In the presented case, there was total RRD with PVR-C, shifting fluid, and a large subretinal cyst. The patient had noticed the problem two months before presentation. Due to the inferior location of the breaks, the RRD may have backdated to more than three months earlier and remained undetected until the macula was involved. Longstanding RRD can cause changes in retinal anatomy such as retinal pigment epithelial atrophy, demarcation lines, retinal macrocyst formation, and neovascularization. Hagler and North first described retinal macrocysts and emphasized that macrocysts were associated with RRD of more than six months duration and tended to be both well-circumscribed and located at the equator. Retinal macrocysts occur in the outer plexiform layer of the retina; this localization may be due to the loose synaptic connections and watershed area of the retinal circulation in this layer. Moreover, in a consecutive series of 470 cases of RRD, 25 patients (5%) were found to have shifting subretinal fluid (SRF) during preoperative examination. The study showed that the association between shifting SRF and RRD is unusual but not rare. Shifting SRF was most often associated with aphakic and longstanding RRD and was found in cases with small retinal holes. Large subretinal cyst, shifting fluid, PVR, and exotropia in this case could be related to long standing RRD secondary to necrotizing toxoplasma retinochoroiditis and self-sealing retinal breaks. Initially, our differential diagnoses included ocular hydatid cyst, cycticercosis, and metastatic tumors. Systemic work-up, PCR, and cytology examination of vitreous samples, brain, and orbital MRI were performed to rule out these diagnoses. Ocular toxoplasmosis was not considered in the differential diagnoses because there was no active toxoplasma lesion in the fundus examination, and chorioretinal hyperpigmented lesions surrounding retinal breaks were thought to be associated with longstanding RRD. Therefore, serologic tests for toxoplasmosis were not among our initial work-up prior to vitrectomy. When the pathological examination of the excised cyst revealed toxoplasmosis, complementary work-up including analysis of cyst contents, subretinal fluid, and vitreous samples by PCR and serologic tests confirmed a very rare presentation of ocular toxoplasmosis as subretinal cyst, which has not been reported before.

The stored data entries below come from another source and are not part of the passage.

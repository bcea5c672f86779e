use wgpu::util::DeviceExt;

use crate::catalog::TileCatalog;
use crate::map::MAX_DIMENSION;
use crate::renderer::pipeline::{StaticVertex, UvVertex};
use crate::tile::TileKind;

// ── Geometry builders (pure, GPU-free) ──────────────────────────────────────

/// Corner count per cell.  Each cell is an independent quad; corners are
/// not shared between neighbours because their UVs differ.
pub const CORNERS_PER_CELL: usize = 4;
/// Index count per cell: two triangles.
pub const INDICES_PER_CELL: usize = 6;

/// Static stream: for every cell in row-major order, the four corners
/// (top-left, top-right, bottom-left, bottom-right) at unit offsets with a
/// constant white tint.  Built once at layer init and never rewritten.
pub fn build_static_vertices(width: u32, height: u32) -> Vec<StaticVertex> {
    let mut verts = Vec::with_capacity((width * height) as usize * CORNERS_PER_CELL);
    for y in 0..height {
        for x in 0..width {
            let (fx, fy) = (x as f32, y as f32);
            let white = [1.0, 1.0, 1.0];
            verts.push(StaticVertex { position: [fx, fy], color: white });
            verts.push(StaticVertex { position: [fx + 1.0, fy], color: white });
            verts.push(StaticVertex { position: [fx, fy + 1.0], color: white });
            verts.push(StaticVertex { position: [fx + 1.0, fy + 1.0], color: white });
        }
    }
    verts
}

/// Dynamic stream: the current sprite's four UV corners for every cell, in
/// the same corner order as the static stream.  Rebuilt in full whenever
/// the catalog generation advances.
pub fn build_uv_vertices(tiles: &[TileKind], catalog: &TileCatalog) -> Vec<UvVertex> {
    let mut verts = Vec::with_capacity(tiles.len() * CORNERS_PER_CELL);
    for &kind in tiles {
        let sprite = catalog.tile(kind).current_sprite();
        verts.push(UvVertex { uv: sprite.top_left });
        verts.push(UvVertex { uv: sprite.top_right });
        verts.push(UvVertex { uv: sprite.bottom_left });
        verts.push(UvVertex { uv: sprite.bottom_right });
    }
    verts
}

/// Index stream: per cell, two counter-clockwise triangles sharing the
/// corner-1/corner-2 diagonal (0,1,2 and 1,2,3).
pub fn build_indices(width: u32, height: u32) -> Vec<u32> {
    let mut indices = Vec::with_capacity((width * height) as usize * INDICES_PER_CELL);
    for cell in 0..width * height {
        let base = cell * CORNERS_PER_CELL as u32;
        indices.extend_from_slice(&[base, base + 1, base + 2, base + 1, base + 2, base + 3]);
    }
    indices
}

// ── TileLayer ───────────────────────────────────────────────────────────────

#[derive(Debug)]
struct LayerGpu {
    index_buffer: wgpu::Buffer,
    static_buffer: wgpu::Buffer,
    uv_buffer: wgpu::Buffer,
}

/// One depth plane of a tile map: a row-major grid of `TileKind` plus the
/// GPU geometry derived from it.
///
/// Lifecycle: construct (with or without tile data) → `init` → any number
/// of `update`/`draw` → `teardown`.  The layer exclusively owns its tile
/// grid and its buffer handles.
#[derive(Debug)]
pub struct TileLayer {
    width: u32,
    height: u32,
    tiles: Vec<TileKind>,
    /// Catalog generation this layer's UV buffer was last built against.
    synced_generation: u64,
    gpu: Option<LayerGpu>,
}

impl TileLayer {
    /// A layer prefilled with the placeholder pattern (`kind = index mod
    /// COUNT`), cycling through every kind in id order.  Deterministic,
    /// not random, so test scenes look the same on every run.  Dimensions
    /// clamp to [`MAX_DIMENSION`].
    pub fn new(width: u32, height: u32) -> Self {
        let width = width.min(MAX_DIMENSION);
        let height = height.min(MAX_DIMENSION);
        let cells = (width * height) as usize;
        Self {
            width,
            height,
            tiles: (0..cells).map(|i| TileKind::ALL[i % TileKind::COUNT]).collect(),
            synced_generation: 0,
            gpu: None,
        }
    }

    /// A layer over externally supplied tile data (e.g. loaded from a map
    /// file).  `tiles.len()` must equal `width * height`.
    pub fn with_tiles(width: u32, height: u32, tiles: Vec<TileKind>) -> Self {
        debug_assert_eq!(tiles.len(), (width * height) as usize);
        Self {
            width,
            height,
            tiles,
            synced_generation: 0,
            gpu: None,
        }
    }

    pub fn width(&self) -> u32 {
        self.width
    }

    pub fn height(&self) -> u32 {
        self.height
    }

    pub fn tiles(&self) -> &[TileKind] {
        &self.tiles
    }

    /// Tile at `(x, y)`, or `None` when out of bounds.
    pub fn tile_at(&self, x: u32, y: u32) -> Option<TileKind> {
        if x < self.width && y < self.height {
            self.tiles.get((y * self.width + x) as usize).copied()
        } else {
            None
        }
    }

    /// Build and upload the three geometry buffers.  Must be called before
    /// `update` or `draw`; the catalog must be the one later passed to
    /// `update`, so the initial UVs match its current animation frames.
    pub fn init(&mut self, device: &wgpu::Device, catalog: &TileCatalog) {
        let indices = build_indices(self.width, self.height);
        let statics = build_static_vertices(self.width, self.height);
        let uvs = build_uv_vertices(&self.tiles, catalog);

        let index_buffer = device.create_buffer_init(&wgpu::util::BufferInitDescriptor {
            label: Some("tile_layer_index_buffer"),
            contents: bytemuck::cast_slice(&indices),
            usage: wgpu::BufferUsages::INDEX,
        });
        let static_buffer = device.create_buffer_init(&wgpu::util::BufferInitDescriptor {
            label: Some("tile_layer_static_buffer"),
            contents: bytemuck::cast_slice(&statics),
            usage: wgpu::BufferUsages::VERTEX,
        });
        // COPY_DST: this is the only buffer rewritten after init.
        let uv_buffer = device.create_buffer_init(&wgpu::util::BufferInitDescriptor {
            label: Some("tile_layer_uv_buffer"),
            contents: bytemuck::cast_slice(&uvs),
            usage: wgpu::BufferUsages::VERTEX | wgpu::BufferUsages::COPY_DST,
        });

        self.synced_generation = catalog.generation();
        self.gpu = Some(LayerGpu { index_buffer, static_buffer, uv_buffer });
    }

    /// Pure resync step: when the catalog's generation has advanced past
    /// this layer's, returns the freshly built UV stream and records the
    /// new generation.  Returns `None` when nothing changed.
    ///
    /// Each layer tracks its own generation, so any number of layers can
    /// resync against the same catalog in any order without stealing each
    /// other's refresh.
    pub fn sync_animation(&mut self, catalog: &TileCatalog) -> Option<Vec<UvVertex>> {
        if self.synced_generation == catalog.generation() {
            return None;
        }
        self.synced_generation = catalog.generation();
        Some(build_uv_vertices(&self.tiles, catalog))
    }

    /// Refresh the UV buffer if any animated tile changed frames since the
    /// last sync.  The whole dynamic stream is rewritten from offset 0;
    /// the static and index buffers are never touched.
    pub fn update(&mut self, queue: &wgpu::Queue, catalog: &TileCatalog) {
        if let Some(uvs) = self.sync_animation(catalog)
            && let Some(gpu) = &self.gpu
        {
            queue.write_buffer(&gpu.uv_buffer, 0, bytemuck::cast_slice(&uvs));
        }
    }

    /// Issue this layer's single indexed draw call.  `TileMapRenderer::bind`
    /// must have run on `pass` first.  Does nothing before `init` or after
    /// `teardown`.
    pub fn draw(&self, pass: &mut wgpu::RenderPass<'_>) {
        let Some(gpu) = &self.gpu else { return };
        pass.set_vertex_buffer(0, gpu.static_buffer.slice(..));
        pass.set_vertex_buffer(1, gpu.uv_buffer.slice(..));
        pass.set_index_buffer(gpu.index_buffer.slice(..), wgpu::IndexFormat::Uint32);
        pass.draw_indexed(0..(self.width * self.height * INDICES_PER_CELL as u32), 0, 0..1);
    }

    /// Release the GPU buffers immediately instead of waiting for the
    /// device to garbage-collect dropped handles.  Idempotent; the layer
    /// cannot be drawn afterwards.
    pub fn teardown(&mut self) {
        if let Some(gpu) = self.gpu.take() {
            gpu.index_buffer.destroy();
            gpu.static_buffer.destroy();
            gpu.uv_buffer.destroy();
        }
    }
}

// ── Tests ──────────────────────────────────────────────────────────────────────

In conclusion, our case showed that ocular toxoplasmosis should be considered in the differential diagnosis of subretinal macrocyst and retinal detachment.

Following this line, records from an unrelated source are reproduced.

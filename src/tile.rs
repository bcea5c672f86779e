use crate::sprite::Sprite;

// ── TileKind ─────────────────────────────────────────────────────────────────

/// Dense terrain/decoration identifier.  Every `TileKind` doubles as an
/// array index into the catalog and into serialized map files, so the
/// discriminants are contiguous from zero.
#[derive(Copy, Clone, Debug, PartialEq, Eq, Hash)]
#[repr(u8)]
pub enum TileKind {
    Grass = 0,
    Sand,
    Brick,
    Water,
    Lava,
    Tree,
    Sun,
    Flower,
    HouseDoor,
    HouseWindow,
    HouseWall,
    BlueHouseUpperLeft,
    BlueHouseUpperMid,
    BlueHouseUpperRight,
    BlueHouseLowerLeft,
    BlueHouseLowerMid,
    BlueHouseLowerRight,
    WoodFloorboard,
    StoneBrick,
    NullEmpty,
}

impl TileKind {
    pub const COUNT: usize = 20;

    /// All kinds in discriminant order.  `ALL[k as usize] == k`.
    pub const ALL: [TileKind; Self::COUNT] = [
        TileKind::Grass,
        TileKind::Sand,
        TileKind::Brick,
        TileKind::Water,
        TileKind::Lava,
        TileKind::Tree,
        TileKind::Sun,
        TileKind::Flower,
        TileKind::HouseDoor,
        TileKind::HouseWindow,
        TileKind::HouseWall,
        TileKind::BlueHouseUpperLeft,
        TileKind::BlueHouseUpperMid,
        TileKind::BlueHouseUpperRight,
        TileKind::BlueHouseLowerLeft,
        TileKind::BlueHouseLowerMid,
        TileKind::BlueHouseLowerRight,
        TileKind::WoodFloorboard,
        TileKind::StoneBrick,
        TileKind::NullEmpty,
    ];

    /// Map a raw id from a map file to a kind.  Negative and out-of-range
    /// ids are holes, not errors: they load as `NullEmpty`.
    pub fn from_id(id: i64) -> TileKind {
        if id < 0 {
            return TileKind::NullEmpty;
        }
        *Self::ALL
            .get(id as usize)
            .unwrap_or(&TileKind::NullEmpty)
    }

    pub fn id(self) -> u8 {
        self as u8
    }

    /// Snake-case name used as the key in catalog JSON documents.
    pub fn name(self) -> &'static str {
        match self {
            TileKind::Grass => "grass",
            TileKind::Sand => "sand",
            TileKind::Brick => "brick",
            TileKind::Water => "water",
            TileKind::Lava => "lava",
            TileKind::Tree => "tree",
            TileKind::Sun => "sun",
            TileKind::Flower => "flower",
            TileKind::HouseDoor => "house_door",
            TileKind::HouseWindow => "house_window",
            TileKind::HouseWall => "house_wall",
            TileKind::BlueHouseUpperLeft => "blue_house_upper_left",
            TileKind::BlueHouseUpperMid => "blue_house_upper_mid",
            TileKind::BlueHouseUpperRight => "blue_house_upper_right",
            TileKind::BlueHouseLowerLeft => "blue_house_lower_left",
            TileKind::BlueHouseLowerMid => "blue_house_lower_mid",
            TileKind::BlueHouseLowerRight => "blue_house_lower_right",
            TileKind::WoodFloorboard => "wood_floorboard",
            TileKind::StoneBrick => "stone_brick",
            TileKind::NullEmpty => "null_empty",
        }
    }

    pub fn from_name(name: &str) -> Option<TileKind> {
        Self::ALL.iter().copied().find(|k| k.name() == name)
    }
}

// ── Tile ─────────────────────────────────────────────────────────────────────

/// Rendering/animation behavior bound to one `TileKind`.
///
/// A single `Tile` value serves every placement of its kind, so two cells
/// showing water are always on the same frame.  Animation state lives here,
/// per kind, not per cell.
#[derive(Clone, Debug)]
pub enum Tile {
    Static {
        sprite: Sprite,
    },
    Animated {
        frames: Vec<Sprite>,
        seconds_per_frame: f32,
        elapsed: f32,
        frame_index: usize,
    },
}

impl Tile {
    pub fn fixed(sprite: Sprite) -> Self {
        Tile::Static { sprite }
    }

    /// `frames` must be non-empty and `seconds_per_frame` positive; the
    /// catalog constructors validate this before calling.
    pub fn animated(frames: Vec<Sprite>, seconds_per_frame: f32) -> Self {
        debug_assert!(!frames.is_empty());
        debug_assert!(seconds_per_frame > 0.0);
        Tile::Animated {
            frames,
            seconds_per_frame,
            elapsed: 0.0,
            frame_index: 0,
        }
    }

    /// Advance animation time by `dt` seconds.  Returns `true` only when
    /// the visible frame changed on this call.
    ///
    /// On a crossing the frame duration is subtracted rather than the
    /// clock reset, so overshoot carries into the next frame.  At most one
    /// frame advances per call.
    pub fn advance(&mut self, dt: f32) -> bool {
        match self {
            Tile::Static { .. } => false,
            Tile::Animated {
                frames,
                seconds_per_frame,
                elapsed,
                frame_index,
            } => {
                *elapsed += dt;
                if *elapsed >= *seconds_per_frame {
                    *elapsed -= *seconds_per_frame;
                    *frame_index = (*frame_index + 1) % frames.len();
                    true
                } else {
                    false
                }
            }
        }
    }

    /// The sprite to render right now.
    pub fn current_sprite(&self) -> Sprite {
        match self {
            Tile::Static { sprite } => *sprite,
            Tile::Animated {
                frames, frame_index, ..
            } => frames[*frame_index],
        }
    }
}

// ── Tests ──────────────────────────────────────────────────────────────────────

#[cfg(test)]
mod tests {
    use super::*;
    use crate::sprite::Spritesheet;

    fn sheet() -> Spritesheet {
        Spritesheet::from_image_size(256, 64, 16, 16)
    }

    #[test]
    fn all_array_matches_discriminants() {
        for (i, kind) in TileKind::ALL.iter().enumerate() {
            assert_eq!(kind.id() as usize, i);
        }
    }

    #[test]
    fn from_id_negative_is_null_empty() {
        assert_eq!(TileKind::from_id(-1), TileKind::NullEmpty);
        assert_eq!(TileKind::from_id(i64::MIN), TileKind::NullEmpty);
    }

    #[test]
    fn from_id_out_of_range_is_null_empty() {
        assert_eq!(TileKind::from_id(TileKind::COUNT as i64), TileKind::NullEmpty);
        assert_eq!(TileKind::from_id(9999), TileKind::NullEmpty);
    }

    #[test]
    fn from_name_round_trips_every_kind() {
        for kind in TileKind::ALL {
            assert_eq!(TileKind::from_name(kind.name()), Some(kind));
        }
        assert_eq!(TileKind::from_name("bogus"), None);
    }

    #[test]
    fn static_tile_never_advances() {
        let mut tile = Tile::fixed(sheet().crop(0, 0));
        let before = tile.current_sprite();
        for _ in 0..10 {
            assert!(!tile.advance(100.0));
        }
        assert_eq!(tile.current_sprite(), before);
    }

    #[test]
    fn animated_tile_advances_on_each_exact_crossing() {
        let s = sheet();
        let frames = vec![s.crop(3, 0), s.crop(4, 0), s.crop(5, 0), s.crop(4, 0)];
        let mut tile = Tile::animated(frames.clone(), 0.75);

        // Four exact-duration steps walk the frame index 1 → 2 → 3 → 0,
        // signaling a change every time.
        for expected in [1usize, 2, 3, 0] {
            assert!(tile.advance(0.75));
            assert_eq!(tile.current_sprite(), frames[expected]);
        }
    }

    #[test]
    fn animated_tile_silent_below_threshold() {
        let s = sheet();
        let mut tile = Tile::animated(vec![s.crop(3, 0), s.crop(4, 0)], 0.75);
        assert!(!tile.advance(0.5));
        assert!(!tile.advance(0.2));
        // 0.7 accumulated — still under 0.75.
        assert_eq!(tile.current_sprite(), s.crop(3, 0));
        // The next 0.1 crosses.
        assert!(tile.advance(0.1));
        assert_eq!(tile.current_sprite(), s.crop(4, 0));
    }

    #[test]
    fn animated_tile_preserves_overshoot() {
        let s = sheet();
        let mut tile = Tile::animated(vec![s.crop(3, 0), s.crop(4, 0)], 0.75);
        assert!(tile.advance(1.0));
        // 0.25 carried over: another 0.5 step reaches exactly 0.75.
        assert!(tile.advance(0.5));
    }
}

Declaration of Patient Consent
The authors certify that they have obtained all appropriate patient consent forms. In the form the patient has given her consent for her images and other clinical information to be reported in the journal. The patient understand that her name and initials will not be published and due efforts will be made to conceal her identity, but anonymity cannot be guaranteed.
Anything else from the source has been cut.